• [What the exercise asks]
Whenever a line below includes the string "fallback", show it.

------ Information given ------

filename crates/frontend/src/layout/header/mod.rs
pub mod header;

pub use header::Header;
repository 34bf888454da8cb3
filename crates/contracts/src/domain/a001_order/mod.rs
pub mod aggregate;
pub mod filter;
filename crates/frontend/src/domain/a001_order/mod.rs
pub mod api;
pub mod editor;
pub mod error;
pub mod report;
pub mod store;
pub mod ui;
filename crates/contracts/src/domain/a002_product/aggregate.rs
use crate::domain::common::AggregateRoot;
use serde::{Deserialize, Serialize};

/// Product card data served by `GET /api/products/new`
#[derive(Debug, Clone, PartialEq, Serialize, Deserialize)]
pub struct Product {
    #[serde(rename = "_id")]
    pub id: String,
    pub name: String,
    pub price: f64,
    #[serde(default)]
    pub description: String,
    #[serde(default)]
    pub images: Vec<String>,
}

impl Product {
    pub fn primary_image(&self) -> Option<&str> {
        self.images.first().map(String::as_str)
    }

    /// Products shown while the real list is loading or failed to load
    pub fn fallback() -> Vec<Product> {
        vec![
            Product {
                id: "1".into(),
                name: "Minimalist Hoodie".into(),
                price: 89.99,
                description: "Urban style meets comfort with our premium cotton blend hoodie."
                    .into(),
                images: vec!["https://i.ibb.co/bBsr0tH/DSC07648.png".into()],
            },
            Product {
                id: "2".into(),
                name: "Signature Tee".into(),
                price: 49.99,
                description: "Our bestselling signature t-shirt with subtle logo detailing."
                    .into(),
                images: vec!["https://i.ibb.co/hWt5Ssc/DSC07653.png".into()],
            },
            Product {
                id: "3".into(),
                name: "Urban Jacket".into(),
                price: 129.99,
                description: "Weather-resistant jacket designed for city living and beyond."
                    .into(),
                images: vec!["https://i.ibb.co/dDN5B2s/DSC07656.png".into()],
            },
        ]
    }
}

impl AggregateRoot for Product {
    fn id(&self) -> Option<&str> {
        Some(&self.id)
    }

    fn description(&self) -> &str {
        &self.name
    }

    fn aggregate_index() -> &'static str {
        "a002"
    }

    fn collection_name() -> &'static str {
        "products"
    }

    fn element_name() -> &'static str {
        "Product"
    }

    fn list_name() -> &'static str {
        "Products"
    }
}

/// First `count` products of the fetched list, or of the fallback list when
/// nothing usable was fetched
pub fn featured(fetched: Option<&[Product]>, count: usize) -> Vec<Product> {
    match fetched {
        Some(items) => items.iter().take(count).cloned().collect(),
        None => Product::fallback().into_iter().take(count).collect(),
    }
}

#[cfg(test)]
mod tests {
    use super::*;

    #[test]
    fn test_parses_new_products() {
        let items: Vec<Product> = serde_json::from_str(
            r#"[{"_id": "a1", "name": "Cargo Pants", "price": 75, "description": "Loose fit", "images": ["x.png", "y.png"]}]"#,
        )
        .unwrap();
        assert_eq!(items[0].id, "a1");
        assert_eq!(items[0].primary_image(), Some("x.png"));
    }

    #[test]
    fn test_featured_takes_first_items() {
        let mut items = Product::fallback();
        items.extend(Product::fallback());
        assert_eq!(featured(Some(&items), 3).len(), 3);
        assert_eq!(featured(Some(&items[..1]), 3).len(), 1);
    }

    #[test]
    fn test_featured_falls_back() {
        let shown = featured(None, 3);
        assert_eq!(shown, Product::fallback());
    }
}
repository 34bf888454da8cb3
use crate::domain::common::AggregateRoot;
use serde::{Deserialize, Serialize};
use serde_json::{Map, Value};

// ============================================================================
// Status
// ============================================================================

/// Lifecycle tag of an order. Any status may be set to any other.
#[derive(Debug, Clone, Copy, PartialEq, Eq, Hash, Default, Serialize, Deserialize)]
#[serde(rename_all = "lowercase")]
pub enum OrderStatus {
    #[default]
    Pending,
    Completed,
    Cancelled,
}

impl OrderStatus {
    pub const ALL: [OrderStatus; 3] = [
        OrderStatus::Pending,
        OrderStatus::Completed,
        OrderStatus::Cancelled,
    ];

    /// Wire value ("pending")
    pub fn as_str(&self) -> &'static str {
        match self {
            OrderStatus::Pending => "pending",
            OrderStatus::Completed => "completed",
            OrderStatus::Cancelled => "cancelled",
        }
    }

    /// Capitalised label for badges ("Pending")
    pub fn label(&self) -> &'static str {
        match self {
            OrderStatus::Pending => "Pending",
            OrderStatus::Completed => "Completed",
            OrderStatus::Cancelled => "Cancelled",
        }
    }

    pub fn from_str_opt(s: &str) -> Option<Self> {
        match s {
            "pending" => Some(OrderStatus::Pending),
            "completed" => Some(OrderStatus::Completed),
            "cancelled" => Some(OrderStatus::Cancelled),
            _ => None,
        }
    }
}

impl std::fmt::Display for OrderStatus {
    fn fmt(&self, f: &mut std::fmt::Formatter<'_>) -> std::fmt::Result {
        write!(f, "{}", self.as_str())
    }
}

// ============================================================================
// Line item
// ============================================================================

/// One product entry of an order
#[derive(Debug, Clone, PartialEq, Serialize, Deserialize)]
#[serde(rename_all = "camelCase")]
pub struct CartItem {
    pub product_name: String,
    #[serde(default, skip_serializing_if = "Option::is_none")]
    pub color: Option<String>,
    pub quantity: u32,
    pub price: f64,
    /// Fields this client does not interpret; sent back untouched
    #[serde(flatten)]
    pub extra: Map<String, Value>,
}

impl CartItem {
    pub fn new(product_name: impl Into<String>, quantity: u32, price: f64) -> Self {
        Self {
            product_name: product_name.into(),
            color: None,
            quantity,
            price,
            extra: Map::new(),
        }
    }

    pub fn with_color(mut self, color: impl Into<String>) -> Self {
        self.color = Some(color.into());
        self
    }

    /// price * quantity
    pub fn line_total(&self) -> f64 {
        self.price * self.quantity as f64
    }

    /// Color for display, "N/A" when absent or blank
    pub fn color_or_na(&self) -> &str {
        match self.color.as_deref() {
            Some(c) if !c.trim().is_empty() => c,
            _ => "N/A",
        }
    }
}

// ============================================================================
// Aggregate Root
// ============================================================================

/// Customer order as served by `GET /api/orders`.
///
/// The backend may send the identifier as `_id`, `id` or both; see [`Order::identifier`].
#[derive(Debug, Clone, PartialEq, Serialize, Deserialize)]
#[serde(rename_all = "camelCase")]
pub struct Order {
    #[serde(rename = "_id", default, skip_serializing_if = "Option::is_none")]
    pub object_id: Option<String>,
    #[serde(default, skip_serializing_if = "Option::is_none")]
    pub id: Option<String>,

    pub name: String,
    pub phone1: String,
    #[serde(default, skip_serializing_if = "Option::is_none")]
    pub phone2: Option<String>,
    pub address: String,

    #[serde(default)]
    pub status: OrderStatus,
    #[serde(default, skip_serializing_if = "Option::is_none")]
    pub total_amount: Option<f64>,
    #[serde(default)]
    pub cart_items: Vec<CartItem>,

    /// Fields this client does not interpret; sent back untouched on update
    #[serde(flatten)]
    pub extra: Map<String, Value>,
}

impl Order {
    /// Effective identifier: `_id` first, then `id`
    pub fn identifier(&self) -> Option<&str> {
        self.object_id
            .as_deref()
            .or(self.id.as_deref())
            .filter(|id| !id.is_empty())
    }

    /// Total for display; absent amount counts as zero
    pub fn total_or_zero(&self) -> f64 {
        self.total_amount.unwrap_or(0.0)
    }

    /// Secondary phone for display, "N/A" when absent or blank
    pub fn phone2_or_na(&self) -> &str {
        match self.phone2.as_deref() {
            Some(p) if !p.is_empty() => p,
            _ => "N/A",
        }
    }

    /// Required-field check performed before an update is sent
    pub fn validate(&self) -> Result<(), String> {
        if self.name.is_empty() || self.phone1.is_empty() || self.address.is_empty() {
            return Err("Please fill in all the required fields.".into());
        }
        if self.cart_items.is_empty() {
            return Err("Please fill in all the required fields.".into());
        }
        Ok(())
    }
}

impl AggregateRoot for Order {
    fn id(&self) -> Option<&str> {
        self.identifier()
    }

    fn description(&self) -> &str {
        &self.name
    }

    fn aggregate_index() -> &'static str {
        "a001"
    }

    fn collection_name() -> &'static str {
        "orders"
    }

    fn element_name() -> &'static str {
        "Order"
    }

    fn list_name() -> &'static str {
        "Orders"
    }
}

#[cfg(test)]
mod tests {
    use super::*;

    fn sample() -> Order {
        serde_json::from_str(
            r#"{
                "_id": "65f0c1",
                "name": "Ann Perera",
                "phone1": "0771234567",
                "address": "12 Lake Rd, Colombo",
                "status": "completed",
                "totalAmount": 59.5,
                "cartItems": [
                    {"productName": "Signature Tee", "color": "Black", "quantity": 2, "price": 19.75, "size": "M"},
                    {"productName": "Cap", "quantity": 1, "price": 20}
                ],
                "createdAt": "2025-01-04T10:00:00Z"
            }"#,
        )
        .unwrap()
    }

    #[test]
    fn test_parses_backend_payload() {
        let order = sample();
        assert_eq!(order.identifier(), Some("65f0c1"));
        assert_eq!(order.status, OrderStatus::Completed);
        assert_eq!(order.cart_items.len(), 2);
        assert_eq!(order.cart_items[1].color_or_na(), "N/A");
        assert_eq!(order.phone2_or_na(), "N/A");
        assert!(order.extra.contains_key("createdAt"));
    }

    #[test]
    fn test_unknown_fields_survive_round_trip() {
        let order = sample();
        let json = serde_json::to_value(&order).unwrap();
        assert_eq!(json["createdAt"], "2025-01-04T10:00:00Z");
        assert_eq!(json["cartItems"][0]["size"], "M");
        assert_eq!(json["_id"], "65f0c1");
        assert!(json.get("id").is_none());
    }

    #[test]
    fn test_identifier_falls_back_to_id() {
        let order: Order = serde_json::from_str(
            r#"{"id": "42", "name": "a", "phone1": "1", "address": "x"}"#,
        )
        .unwrap();
        assert_eq!(order.identifier(), Some("42"));
        assert_eq!(order.status, OrderStatus::Pending);
        assert_eq!(order.total_or_zero(), 0.0);
        assert!(order.cart_items.is_empty());
    }

    #[test]
    fn test_line_total() {
        let item = CartItem::new("Hoodie", 3, 12.5);
        assert_eq!(item.line_total(), 37.5);
    }

    #[test]
    fn test_validate_required_fields() {
        let order = sample();
        assert!(order.validate().is_ok());

        let mut missing_name = order.clone();
        missing_name.name.clear();
        assert!(missing_name.validate().is_err());

        let mut missing_phone = order.clone();
        missing_phone.phone1.clear();
        assert!(missing_phone.validate().is_err());

        let mut missing_address = order.clone();
        missing_address.address.clear();
        assert!(missing_address.validate().is_err());

        let mut no_items = order;
        no_items.cart_items.clear();
        assert!(no_items.validate().is_err());
    }

    #[test]
    fn test_status_strings() {
        for status in OrderStatus::ALL {
            assert_eq!(OrderStatus::from_str_opt(status.as_str()), Some(status));
        }
        assert_eq!(OrderStatus::Cancelled.label(), "Cancelled");
        assert_eq!(OrderStatus::from_str_opt("shipped"), None);
    }

    #[test]
    fn test_collection_path() {
        assert_eq!(Order::collection_path(), "/api/orders");
        assert_eq!(Order::full_name(), "a001_orders");
    }
}
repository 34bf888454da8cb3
pub mod featured;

------

• [Result of the exercise]
    pub fn fallback() -> Vec<Product> {
/// First `count` products of the fetched list, or of the fallback list when
        None => Product::fallback().into_iter().take(count).collect(),
        let mut items = Product::fallback();
        items.extend(Product::fallback());
        assert_eq!(shown, Product::fallback());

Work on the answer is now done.